Она отмахнулась от приветствия Матильды Евгеньевны, бросив:
— Стихи, концерты и прочие глупости пусть адресуют Ольге. У нее времени много, и она с удовольствием оценит таланты ваших воспитанников.
Кирилл заметил, как при этих словах Ольгу перекосило.
— Мы же займемся делом. Я дам вам список.

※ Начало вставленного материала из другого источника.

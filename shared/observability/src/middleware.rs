//! HTTP middleware that logs one structured line per handled request:
//! method, path, status, duration, and a generated request id.

use actix_web::{
    dev::{forward_ready, Service, ServiceRequest, ServiceResponse, Transform},
    Error,
};
use futures_util::future::LocalBoxFuture;
use std::{
    future::{ready, Ready},
    rc::Rc,
    time::Instant,
};
use tracing::{info, warn};
use uuid::Uuid;

#[derive(Debug, Clone)]
pub struct RequestLoggingConfig {
    /// Service name for log attribution
    pub service_name: String,
    /// Paths excluded from logging (health probes and the like)
    pub exclude_paths: Vec<String>,
    /// Threshold in ms above which a request logs at warn level
    pub slow_request_threshold_ms: u64,
}

impl Default for RequestLoggingConfig {
    fn default() -> Self {
        Self {
            service_name: "storefront".to_string(),
            exclude_paths: vec!["/health".to_string(), "/favicon.ico".to_string()],
            slow_request_threshold_ms: 1000,
        }
    }
}

impl RequestLoggingConfig {
    pub fn for_service(name: impl Into<String>) -> Self {
        Self {
            service_name: name.into(),
            ..Default::default()
        }
    }

    pub fn with_slow_threshold(mut self, ms: u64) -> Self {
        self.slow_request_threshold_ms = ms;
        self
    }

    pub fn exclude_path(mut self, path: impl Into<String>) -> Self {
        self.exclude_paths.push(path.into());
        self
    }
}

#[derive(Clone)]
pub struct RequestLogger {
    config: RequestLoggingConfig,
}

impl RequestLogger {
    pub fn new(config: RequestLoggingConfig) -> Self {
        Self { config }
    }

    pub fn for_service(name: impl Into<String>) -> Self {
        Self::new(RequestLoggingConfig::for_service(name))
    }
}

impl<S, B> Transform<S, ServiceRequest> for RequestLogger
where
    S: Service<ServiceRequest, Response = ServiceResponse<B>, Error = Error> + 'static,
    S::Future: 'static,
    B: 'static,
{
    type Response = ServiceResponse<B>;
    type Error = Error;
    type InitError = ();
    type Transform = RequestLoggerService<S>;
    type Future = Ready<Result<Self::Transform, Self::InitError>>;

    fn new_transform(&self, service: S) -> Self::Future {
        ready(Ok(RequestLoggerService {
            service: Rc::new(service),
            config: self.config.clone(),
        }))
    }
}

pub struct RequestLoggerService<S> {
    service: Rc<S>,
    config: RequestLoggingConfig,
}

impl<S, B> Service<ServiceRequest> for RequestLoggerService<S>
where
    S: Service<ServiceRequest, Response = ServiceResponse<B>, Error = Error> + 'static,
    S::Future: 'static,
    B: 'static,
{
    type Response = ServiceResponse<B>;
    type Error = Error;
    type Future = LocalBoxFuture<'static, Result<Self::Response, Self::Error>>;

    forward_ready!(service);

    fn call(&self, req: ServiceRequest) -> Self::Future {
        let config = self.config.clone();
        let skip = config.exclude_paths.iter().any(|p| req.path() == p);
        let method = req.method().to_string();
        let path = req.path().to_string();
        let request_id = Uuid::new_v4().to_string();
        let started = Instant::now();
        let fut = self.service.call(req);

        Box::pin(async move {
            let res = fut.await?;

            if !skip {
                let duration_ms = started.elapsed().as_millis() as u64;
                let status = res.status().as_u16();

                if duration_ms >= config.slow_request_threshold_ms {
                    warn!(
                        service = %config.service_name,
                        request_id = %request_id,
                        method = %method,
                        path = %path,
                        status,
                        duration_ms,
                        "slow request"
                    );
                } else {
                    info!(
                        service = %config.service_name,
                        request_id = %request_id,
                        method = %method,
                        path = %path,
                        status,
                        duration_ms,
                        "request completed"
                    );
                }
            }

            Ok(res)
        })
    }
}

#[cfg(test)]
mod tests {
    use super::*;

    #[test]
    fn test_logging_config_builders() {
        let config = RequestLoggingConfig::for_service("storefront-api")
            .with_slow_threshold(250)
            .exclude_path("/metrics");

        assert_eq!(config.service_name, "storefront-api");
        assert_eq!(config.slow_request_threshold_ms, 250);
        assert!(config.exclude_paths.iter().any(|p| p == "/metrics"));
        assert!(config.exclude_paths.iter().any(|p| p == "/health"));
    }
}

Пусть дети, которые в этом списке указаны, соберутся в классе.
Как ни странно, включили и Кирилла.
— Веди себя прилично, — велела Маринка, сопроводив слова крепким подзатыльником. — Матильда тебя живьем сожрет, если ты старуху обидишь.
— Она не старая. — Кирилл подзатыльник воспринял с должным смирением, на Маринку он не обижался.
— Старая. Ты в глаза посмотри. — Маринка вдруг вздохнула: — Кирюха, женщина может скрывать возраст, но глаза выдадут. Не руки, не шея, а именно глаза… по ним все видно…
У Алиции Виссарионовны были глаза уставшего питона.
Кирилл нарочно сел за первую парту, чтобы проверить Маринкину теорию. И заглянул, и взгляд ее, в котором мелькнула искра интереса, выдержал. Алиция Виссарионовна усмехнулась. Она не спешила заговаривать, но обошла класс, останавливаясь перед каждым из избранных, коих набралось почти два десятка. И парни, до того преисполненные уверенности, что сейчас им повезет всенепременно, терялись. Смущались. Отворачивались.